Reflection by Helise Lieberman, Taube Center's Director
Yesterday, as a great-grandchild of Shmuel and Jetty Glasner, residents of Bielsko-Biala (then the twin towns of Bielitz and Biala divided by a common river in Austro-Hungary), a myriad of emotions swept over me as I took part in an interfaith ceremony in the city’s Jewish Cemetery.
On Shabbat morning (June 26), three youths (aged 12 and 13) vandalized 65 gravestones. I have seen many pictures of purposely destroyed matzevot, been horrified and angry, concerned and perplexed. But, never had I actually seen the toppled and broken stones, with the names of those they memorialized, scratched, and defiled.
As the director of the Jewish community of Bielsko-Biala introduced us to each of those interred, the magnitude of the desecration became more real and more personal. Many of these people were contemporaries of my family members, part of the Jewish community, parents and professionals, citizens of the city.
I wondered what motivated the three children, who have since confessed, to carry out such a scheme, which required physical strength and a lot of determination. But, as I walked through the cemetery, guided by the caretaker, to visit the matzevah of Shmuel Yehuda Glasner, my overwhelming thought was about how this carefully maintained cemetery – a beit chaim, a house of life – could be subjected to such vile and senseless acts.
Through an arch in the cemetery wall, I emerged into a small area with beautiful matzevot, which had evaded the desecration. Each was neatly numbered as they marked the graves of Jews buried in the Jewish Cemetery in Biala, which had closed in 1966 and the land unfortuntely repurposed. Less than two hundred of the engraved markers survived, and were re-erected in the Bielsko Cemetery. One of them was that of my great grandfather.
In my work as the director of the Taube Center, I often make such encounters possible for others visiting their ancestors and family towns during a tour of Jewish Poland. But, yesterday, I wasn’t an enabler. I was the enabled one. I learned from the epitaph that Shmuel was a quiet and honorable man, a good father, and a good provider who lived his faith. I am lucky to have inherited some of the paintings and portraits by his talented artist son, Jakub, who was murdered during the Holocaust. Like the matzevah, they are a lasting memorial.
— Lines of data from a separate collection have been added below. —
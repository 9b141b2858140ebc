//! Fixed-priority assignment
//!
//! Runs exactly once, after all registrations and before any kernel task is
//! created. The single highest level belongs to the monitor; application
//! tasks (polling server included) descend from there.

use cadence_core::{Duration, Priority, SlotIndex};

use crate::registry::Registry;

/// Priority assignment policy.
#[derive(Debug, Clone, Copy, PartialEq, Eq)]
pub enum Policy {
    /// Shortest period first
    RateMonotonic,
    /// Shortest relative deadline first
    DeadlineMonotonic,
    /// Use each task's registration-time priority hint unchanged
    Manual,
}

/// Assign fixed priorities to every registered descriptor.
///
/// Under the monotonic policies, descriptors are picked in ascending key
/// order (period or relative deadline). Equal keys share a priority level;
/// each distinct key descends to the next lower level, starting one below
/// the monitor. Double assignment or running out of levels is a logic
/// defect and panics.
pub(crate) fn assign_priorities<const N: usize>(
    registry: &mut Registry<N>,
    policy: Policy,
    monitor_priority: Priority,
) {
    if policy == Policy::Manual {
        for (_, descriptor) in registry.iter_in_use_mut() {
            assert!(!descriptor.priority_assigned, "priority assigned twice");
            let hint = descriptor
                .priority_hint
                .expect("manual policy requires a priority hint");
            assert!(
                hint < monitor_priority,
                "task priority must stay below the monitor"
            );
            descriptor.priority = hint;
            descriptor.priority_assigned = true;
        }
        return;
    }

    let count = registry.active_count();
    let mut level = monitor_priority;
    let mut previous_key: Option<Duration> = None;

    for _ in 0..count {
        let mut shortest = Duration::MAX;
        let mut pick: Option<SlotIndex> = None;

        for (slot, descriptor) in registry.iter_in_use() {
            if descriptor.priority_assigned {
                continue;
            }
            let key = match policy {
                Policy::RateMonotonic => descriptor.period,
                Policy::DeadlineMonotonic => descriptor.relative_deadline,
                Policy::Manual => unreachable!(),
            };
            if key <= shortest {
                shortest = key;
                pick = Some(slot);
            }
        }

        let slot = pick.expect("fewer unassigned descriptors than expected");

        // Equal keys reuse the level; a new key consumes the next one down.
        if previous_key != Some(shortest) {
            level = level
                .next_lower()
                .expect("priority levels exhausted below the monitor");
        }

        let descriptor = registry.slot_mut(slot);
        assert!(!descriptor.priority_assigned, "priority assigned twice");
        descriptor.priority = level;
        descriptor.priority_assigned = true;

        previous_key = Some(shortest);
    }
}

#[cfg(test)]
mod tests {
    use super::*;
    use crate::task::{JobBinding, TaskConfig, TaskDescriptor};

    fn register<const N: usize>(
        registry: &mut Registry<N>,
        name: &'static str,
        period: u32,
        deadline: u32,
    ) -> SlotIndex {
        let config = TaskConfig::new(name, Duration::from_ticks(period))
            .with_deadline(Duration::from_ticks(deadline));
        registry
            .insert(TaskDescriptor::from_config(JobBinding::Unbound, &config, false))
            .unwrap()
    }

    fn priority_of<const N: usize>(registry: &Registry<N>, slot: SlotIndex) -> Priority {
        registry.slot(slot).priority
    }

    #[test]
    fn shorter_period_gets_higher_priority() {
        let mut registry: Registry<4> = Registry::new();
        let slow = register(&mut registry, "slow", 100, 100);
        let fast = register(&mut registry, "fast", 10, 10);
        let mid = register(&mut registry, "mid", 50, 50);

        assign_priorities(&mut registry, Policy::RateMonotonic, Priority::MAX);

        assert!(priority_of(&registry, fast) > priority_of(&registry, mid));
        assert!(priority_of(&registry, mid) > priority_of(&registry, slow));
        assert!(priority_of(&registry, fast) < Priority::MAX);
    }

    #[test]
    fn equal_periods_share_a_level() {
        let mut registry: Registry<4> = Registry::new();
        let a = register(&mut registry, "a", 50, 50);
        let b = register(&mut registry, "b", 50, 50);
        let c = register(&mut registry, "c", 20, 20);

        assign_priorities(&mut registry, Policy::RateMonotonic, Priority::MAX);

        assert_eq!(priority_of(&registry, a), priority_of(&registry, b));
        assert!(priority_of(&registry, c) > priority_of(&registry, a));

        // Only two levels consumed below the monitor.
        assert_eq!(
            priority_of(&registry, c).raw() - priority_of(&registry, a).raw(),
            1
        );
    }

    #[test]
    fn deadline_monotonic_orders_by_deadline() {
        let mut registry: Registry<4> = Registry::new();
        let relaxed = register(&mut registry, "relaxed", 50, 50);
        let tight = register(&mut registry, "tight", 100, 20);

        assign_priorities(&mut registry, Policy::DeadlineMonotonic, Priority::MAX);

        assert!(priority_of(&registry, tight) > priority_of(&registry, relaxed));
    }

    #[test]
    fn manual_policy_uses_hints() {
        let mut registry: Registry<4> = Registry::new();
        let config = TaskConfig::new("hinted", Duration::from_ticks(10))
            .with_priority_hint(Priority::new(5).unwrap());
        let slot = registry
            .insert(TaskDescriptor::from_config(JobBinding::Unbound, &config, false))
            .unwrap();

        assign_priorities(&mut registry, Policy::Manual, Priority::MAX);

        assert_eq!(priority_of(&registry, slot), Priority::new(5).unwrap());
    }
}
//! Periodic task descriptors and the execution wrapper state machine

use cadence_core::{Duration, Instant, Job, JobParam, KernelTaskId, Priority};

/// Default stack request for periodic tasks, in words
pub const DEFAULT_STACK_WORDS: usize = 256;

/// What a periodic task executes each cycle.
#[derive(Clone, Copy)]
pub(crate) enum JobBinding {
    /// Free slot, nothing bound
    Unbound,
    /// User-supplied job body
    User(&'static dyn Job),
    /// The polling server's admission queue drain
    QueueDrain,
}

/// Wrapper state of a periodic task.
///
/// `AwaitingPhase → Running → WaitingForNextPeriod → Running → …`; deadline
/// recovery resets a recreated task to `AwaitingPhase` with a pending
/// release on its original timeline.
#[derive(Debug, Clone, Copy, PartialEq, Eq)]
pub(crate) enum RunState {
    AwaitingPhase,
    Running,
    WaitingForNextPeriod,
}

/// What the hosting kernel task should do after a wrapper step.
#[derive(Debug, Clone, Copy, PartialEq, Eq)]
pub enum TaskAction {
    /// The job consumed a tick of processor time and has more work
    Busy,
    /// Suspend until the given absolute instant (drift-free period wait)
    DelayUntil(Instant),
    /// Block until notified; used only by the monitor task
    AwaitNotify,
}

/// Registration parameters for a periodic task.
///
/// All times are kernel ticks. The deadline and execution budget default to
/// the period (implicit-deadline task with an unconstrained budget).
#[derive(Debug, Clone, Copy)]
pub struct TaskConfig {
    /// Task name, used in diagnostics
    pub name: &'static str,
    /// Requested stack size in words
    pub stack_words: usize,
    /// Opaque parameter handed to the job on every step
    pub param: JobParam,
    /// Priority suggestion; honored only under [`crate::Policy::Manual`]
    pub priority_hint: Option<Priority>,
    /// Release offset from scheduling start
    pub phase: Duration,
    /// Activation period
    pub period: Duration,
    /// Relative deadline, measured from each release
    pub relative_deadline: Duration,
    /// Worst-case execution budget per period
    pub max_exec_time: Duration,
}

impl TaskConfig {
    /// Create a configuration with the given name and period
    pub fn new(name: &'static str, period: Duration) -> Self {
        Self {
            name,
            stack_words: DEFAULT_STACK_WORDS,
            param: JobParam::NONE,
            priority_hint: None,
            phase: Duration::ZERO,
            period,
            relative_deadline: period,
            max_exec_time: period,
        }
    }

    /// Set the release offset from scheduling start
    pub fn with_phase(mut self, phase: Duration) -> Self {
        self.phase = phase;
        self
    }

    /// Set the relative deadline
    pub fn with_deadline(mut self, deadline: Duration) -> Self {
        self.relative_deadline = deadline;
        self
    }

    /// Set the per-period execution budget
    pub fn with_budget(mut self, budget: Duration) -> Self {
        self.max_exec_time = budget;
        self
    }

    /// Set the requested stack size in words
    pub fn with_stack_words(mut self, words: usize) -> Self {
        self.stack_words = words;
        self
    }

    /// Set the opaque job parameter
    pub fn with_param(mut self, param: JobParam) -> Self {
        self.param = param;
        self
    }

    /// Suggest a priority for the manual assignment policy
    pub fn with_priority_hint(mut self, priority: Priority) -> Self {
        self.priority_hint = Some(priority);
        self
    }
}

/// Extended control block for one periodic task.
///
/// One per registry slot; the polling server occupies an ordinary slot with
/// the queue-drain binding.
pub struct TaskDescriptor {
    pub(crate) job: JobBinding,
    pub(crate) name: &'static str,
    pub(crate) stack_words: usize,
    pub(crate) param: JobParam,
    pub(crate) priority: Priority,
    pub(crate) priority_assigned: bool,
    pub(crate) priority_hint: Option<Priority>,
    pub(crate) kernel_id: Option<KernelTaskId>,
    pub(crate) phase: Duration,
    pub(crate) pending_release: Option<Instant>,
    pub(crate) period: Duration,
    pub(crate) relative_deadline: Duration,
    pub(crate) max_exec_time: Duration,
    pub(crate) last_wake: Instant,
    pub(crate) absolute_deadline: Instant,
    pub(crate) absolute_unblock: Instant,
    pub(crate) exec_time: Duration,
    pub(crate) activations: u32,
    pub(crate) run_state: RunState,
    pub(crate) work_done: bool,
    pub(crate) in_use: bool,
    pub(crate) executed_once: bool,
    pub(crate) suspended: bool,
    pub(crate) overrun: bool,
    pub(crate) is_server: bool,
}

impl TaskDescriptor {
    /// Vacant slot value
    pub(crate) const EMPTY: TaskDescriptor = TaskDescriptor {
        job: JobBinding::Unbound,
        name: "",
        stack_words: 0,
        param: JobParam::NONE,
        priority: Priority::MIN,
        priority_assigned: false,
        priority_hint: None,
        kernel_id: None,
        phase: Duration::ZERO,
        pending_release: None,
        period: Duration::ZERO,
        relative_deadline: Duration::ZERO,
        max_exec_time: Duration::ZERO,
        last_wake: Instant::ZERO,
        absolute_deadline: Instant::ZERO,
        absolute_unblock: Instant::ZERO,
        exec_time: Duration::ZERO,
        activations: 0,
        run_state: RunState::AwaitingPhase,
        work_done: true,
        in_use: false,
        executed_once: false,
        suspended: false,
        overrun: false,
        is_server: false,
    };

    /// Build an in-use descriptor from registration parameters
    pub(crate) fn from_config(job: JobBinding, config: &TaskConfig, is_server: bool) -> Self {
        TaskDescriptor {
            job,
            name: config.name,
            stack_words: config.stack_words,
            param: config.param,
            priority_hint: config.priority_hint,
            phase: config.phase,
            period: config.period,
            relative_deadline: config.relative_deadline,
            max_exec_time: config.max_exec_time,
            in_use: true,
            is_server,
            ..Self::EMPTY
        }
    }

    /// Start a new cycle: job not done, deadline derived from the release
    pub(crate) fn begin_cycle(&mut self) {
        self.work_done = false;
        self.absolute_deadline = self.last_wake + self.relative_deadline;
        self.activations = self.activations.wrapping_add(1);
        self.run_state = RunState::Running;
    }

    pub(crate) fn name(&self) -> &'static str {
        self.name
    }
}

/// Point-in-time view of one task's bookkeeping, for diagnostics and tests.
#[derive(Debug, Clone, Copy)]
pub struct TaskStats {
    pub name: &'static str,
    pub priority: Priority,
    pub period: Duration,
    pub relative_deadline: Duration,
    pub max_exec_time: Duration,
    pub exec_time: Duration,
    pub last_wake: Instant,
    pub absolute_deadline: Instant,
    pub work_done: bool,
    pub suspended: bool,
    pub executed_once: bool,
    pub is_server: bool,
}

impl TaskStats {
    pub(crate) fn of(descriptor: &TaskDescriptor) -> Self {
        TaskStats {
            name: descriptor.name,
            priority: descriptor.priority,
            period: descriptor.period,
            relative_deadline: descriptor.relative_deadline,
            max_exec_time: descriptor.max_exec_time,
            exec_time: descriptor.exec_time,
            last_wake: descriptor.last_wake,
            absolute_deadline: descriptor.absolute_deadline,
            work_done: descriptor.work_done,
            suspended: descriptor.suspended,
            executed_once: descriptor.executed_once,
            is_server: descriptor.is_server,
        }
    }
}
The prayers recited by Poland’s Chief Rabbi Michael Schudrich and local clerics in solidarity were a most welcome way to start the healing process. Now is the time to find out what was the intention of the three who defiled the sacred space. Now is the time to engage those responsible and their peers in repairing the damage and taking care of sections of the cemetery on an ongoing basis. Tikkun (repair) is not limited only to addressing the physical damage. It is about changing attitudes and behavior. It is now time to work with the city and its schools, churches, and community centers. Not because it is a “crisis moment”, but because it is an ongoing obligation to foster respect and to focus on transmitting the values of lives lived and the sanctity of a Jewish cemetery.
As significant steps in the right direction, we applaud and support the actions of the Jewish community board and crowdfunding efforts now underway by local artists and residents.
After the formal ceremony, two friends, Rabbi Schudrich and Jakub Lysiak, the Taube Center’s general manager, accompanied me as I visited my great grandfather’s gravestone. Michael recited El Male Rachamim and Jakub handed me a stone to put on the matzevah.
It was not a moment of closure, but rather an opening.